I should stop at this point and state clearly that I do not in any way mean that you, the reader, should be impressed that I've apparently made it through a most challenging and soul-twisting period in my education. For one thing, as the powers-that-be keep telling me, this isn't the "hard" part - that's the rest of graduate school. For another, I'm not some genius worthy of worship: just some guy who fooled some school into taking him on. And finally, most of my complaints of suffering and isolation were probably brought on by my own frustrating ability to overreact and generally blow things out of proportion. As Zach can testify, for example, I once sought to portray a hangnail as a natural disaster on par with Exxon Valdez. My cat's first asthma attack, for reference, was somewhere in the neighborhood of the Good Friday Earthquake.

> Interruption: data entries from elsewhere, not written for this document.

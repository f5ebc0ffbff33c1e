use std::fmt;

use async_trait::async_trait;

use crate::types::{Album, ReleaseTrack};

/// One page of playlist membership: the stored track ids in playlist order
/// plus the token of the following page, if any.
#[derive(Debug, Clone)]
pub struct PlaylistPage {
    pub items: Vec<String>,
    pub next: Option<String>,
}

/// Error surfaced by a catalog provider operation.
#[derive(Debug)]
pub enum ProviderError {
    Http(reqwest::Error),
    Api(String),
}

impl fmt::Display for ProviderError {
    fn fmt(&self, f: &mut fmt::Formatter<'_>) -> fmt::Result {
        match self {
            ProviderError::Http(err) => write!(f, "http error: {}", err),
            ProviderError::Api(msg) => write!(f, "api error: {}", msg),
        }
    }
}

impl std::error::Error for ProviderError {
    fn source(&self) -> Option<&(dyn std::error::Error + 'static)> {
        match self {
            ProviderError::Http(err) => Some(err),
            ProviderError::Api(_) => None,
        }
    }
}

impl From<reqwest::Error> for ProviderError {
    fn from(err: reqwest::Error) -> Self {
        ProviderError::Http(err)
    }
}

/// The catalog capability the synchronization engine runs against.
///
/// The engine only ever talks to the streaming service through this trait:
/// release listings and track expansion feed the fetcher, the playlist
/// operations carry the diff, and the duration lookup serves the run
/// summary. The production implementation is
/// [`SpotifyCatalog`](crate::spotify::SpotifyCatalog); tests substitute a
/// mock.
#[async_trait]
pub trait CatalogProvider {
    /// Lists all albums and singles by an artist, restricted to one market.
    async fn artist_releases(
        &self,
        artist_id: &str,
        market: &str,
    ) -> Result<Vec<Album>, ProviderError>;

    /// Lists the tracks of one release.
    async fn release_tracks(&self, release_id: &str) -> Result<Vec<ReleaseTrack>, ProviderError>;

    /// Fetches one page of a playlist's stored tracks. `page` is the token
    /// returned by the previous page, or `None` for the first page.
    async fn playlist_tracks_page(
        &self,
        playlist_id: &str,
        page: Option<String>,
    ) -> Result<PlaylistPage, ProviderError>;

    /// Inserts tracks into a playlist at the given position.
    async fn add_playlist_items(
        &self,
        playlist_id: &str,
        track_ids: &[String],
        insert_position: u32,
    ) -> Result<(), ProviderError>;

    /// Removes every occurrence of the given tracks from a playlist.
    async fn remove_playlist_items(
        &self,
        playlist_id: &str,
        track_ids: &[String],
    ) -> Result<(), ProviderError>;

    /// Returns the duration of a track in milliseconds.
    async fn track_duration_ms(&self, track_id: &str) -> Result<u64, ProviderError>;
}
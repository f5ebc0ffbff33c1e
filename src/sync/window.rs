use chrono::{Datelike, Duration, NaiveDate};

/// Classification of a release date relative to the current run.
#[derive(Debug, Clone, Copy, PartialEq, Eq)]
pub enum WindowBucket {
    /// Released within the lookback window, `[recent_start, today]` inclusive.
    Recent,
    /// Released this year but before the lookback window.
    YearToDate,
    /// Outside both ranges; not considered at all.
    Ignored,
}

/// The date ranges a single run operates on, derived from today's date and
/// the configured lookback.
#[derive(Debug, Clone, Copy)]
pub struct TimeWindow {
    pub today: NaiveDate,
    pub recent_start: NaiveDate,
    pub year_start: NaiveDate,
}

impl TimeWindow {
    pub fn new(today: NaiveDate, lookback_days: i64) -> Self {
        let recent_start = today - Duration::days(lookback_days);
        let year_start = NaiveDate::from_ymd_opt(today.year(), 1, 1).unwrap();

        Self {
            today,
            recent_start,
            year_start,
        }
    }

    /// Buckets a release date. Exactly one bucket holds for any date; both
    /// window boundaries are inclusive, the year-to-date range ends just
    /// before `recent_start`.
    pub fn classify(&self, date: NaiveDate) -> WindowBucket {
        if date >= self.recent_start && date <= self.today {
            WindowBucket::Recent
        } else if date >= self.year_start && date < self.recent_start {
            WindowBucket::YearToDate
        } else {
            WindowBucket::Ignored
        }
    }
}
use std::path::Path;

use crate::types::ArtistRef;

pub struct RosterManager {
    artists: Vec<ArtistRef>,
}

impl RosterManager {
    pub async fn load(path: &Path) -> Result<Self, String> {
        let content = async_fs::read_to_string(path)
            .await
            .map_err(|e| format!("cannot read roster file {}: {}", path.display(), e))?;
        let artists: Vec<ArtistRef> = serde_json::from_str(&content)
            .map_err(|e| format!("invalid JSON in roster file {}: {}", path.display(), e))?;

        Ok(Self { artists })
    }

    pub fn without_heavy_ai(mut self) -> Self {
        self.artists.retain(|artist| !artist.is_heavy_ai());
        self
    }

    pub fn artists(&self) -> &[ArtistRef] {
        &self.artists
    }

    pub fn count(&self) -> usize {
        self.artists.len()
    }

    pub fn into_artists(self) -> Vec<ArtistRef> {
        self.artists
    }
}
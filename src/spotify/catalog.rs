use async_trait::async_trait;
use tokio::sync::Mutex;

use crate::{
    management::TokenManager,
    spotify::{playlist, releases, tracks},
    sync::provider::{CatalogProvider, PlaylistPage, ProviderError},
    types::{Album, ReleaseTrack},
};

/// The production [`CatalogProvider`]: the Spotify Web API driven through a
/// shared cached token.
///
/// Holds the [`TokenManager`] behind a mutex so every request picks up a
/// freshly refreshed access token when the cached one nears expiry.
pub struct SpotifyCatalog {
    token_mgr: Mutex<TokenManager>,
}

impl SpotifyCatalog {
    pub fn new(token_mgr: TokenManager) -> Self {
        Self {
            token_mgr: Mutex::new(token_mgr),
        }
    }

    async fn token(&self) -> String {
        self.token_mgr.lock().await.get_valid_token().await
    }
}

#[async_trait]
impl CatalogProvider for SpotifyCatalog {
    async fn artist_releases(
        &self,
        artist_id: &str,
        market: &str,
    ) -> Result<Vec<Album>, ProviderError> {
        let token = self.token().await;
        let albums = releases::get_artist_releases(artist_id, &token, market, 50).await?;
        Ok(albums)
    }

    async fn release_tracks(&self, release_id: &str) -> Result<Vec<ReleaseTrack>, ProviderError> {
        let token = self.token().await;
        let items = releases::get_release_tracks(release_id, &token).await?;
        Ok(items)
    }

    async fn playlist_tracks_page(
        &self,
        playlist_id: &str,
        page: Option<String>,
    ) -> Result<PlaylistPage, ProviderError> {
        let token = self.token().await;
        let response = playlist::get_playlist_tracks_page(playlist_id, &token, page).await?;

        // items without a track or id are unavailable entries; membership
        // testing only cares about resolvable ids
        let items: Vec<String> = response
            .items
            .into_iter()
            .filter_map(|item| item.track.and_then(|t| t.id))
            .filter(|id| !id.is_empty())
            .collect();

        Ok(PlaylistPage {
            items,
            next: response.next,
        })
    }

    async fn add_playlist_items(
        &self,
        playlist_id: &str,
        track_ids: &[String],
        insert_position: u32,
    ) -> Result<(), ProviderError> {
        let token = self.token().await;
        playlist::add_tracks(playlist_id, &token, track_ids, insert_position).await?;
        Ok(())
    }

    async fn remove_playlist_items(
        &self,
        playlist_id: &str,
        track_ids: &[String],
    ) -> Result<(), ProviderError> {
        let token = self.token().await;
        playlist::remove_tracks(playlist_id, &token, track_ids).await?;
        Ok(())
    }

    async fn track_duration_ms(&self, track_id: &str) -> Result<u64, ProviderError> {
        let token = self.token().await;
        let detail = tracks::get_track(track_id, &token).await?;
        Ok(detail.duration_ms)
    }
}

I was humbled by graduate school in the spring quarter. Humbled to the extent that I ate and slept little, worked probably more than I needed to, and doubted myself and my abilities to such an extent as to cast myself as an antithesis to Job's faith in God. But, suddenly, as the quarter began to draw to a close, Things began to calm down. My work load in classes shifted to something more managable, my final rotation project began to take shape, and I was left with teh decision of joining a thesis lab. Still a bit shaken up (and sleep-deprived), I explored my options and, to my complete surprise, found two faculty members who actually wanted me to join their labs. I had a Sally Field moment: "You mean you like me?! Even after my seat-of-the-pants performance over the past ten weeks?! Didn't you hear about my horrible presentation in Immunity?!"

Apparently, I fretted over nothing. Time and again, I was lectured: "Yes, the things you worried about were important, to an extent. But, from this point on, it's what you learn that matters: what you put into it, and what you get out of it. It's all your own choice."

So, I've chosen: I'll study this-and-that, but also go home and night to spend time with Zach. I'll teach next year, but also take vacations. I'll write grants, but also read books. I'll attend seminars, but also re-establish contact with the outside world.

I'll live, but not at the expense of my life.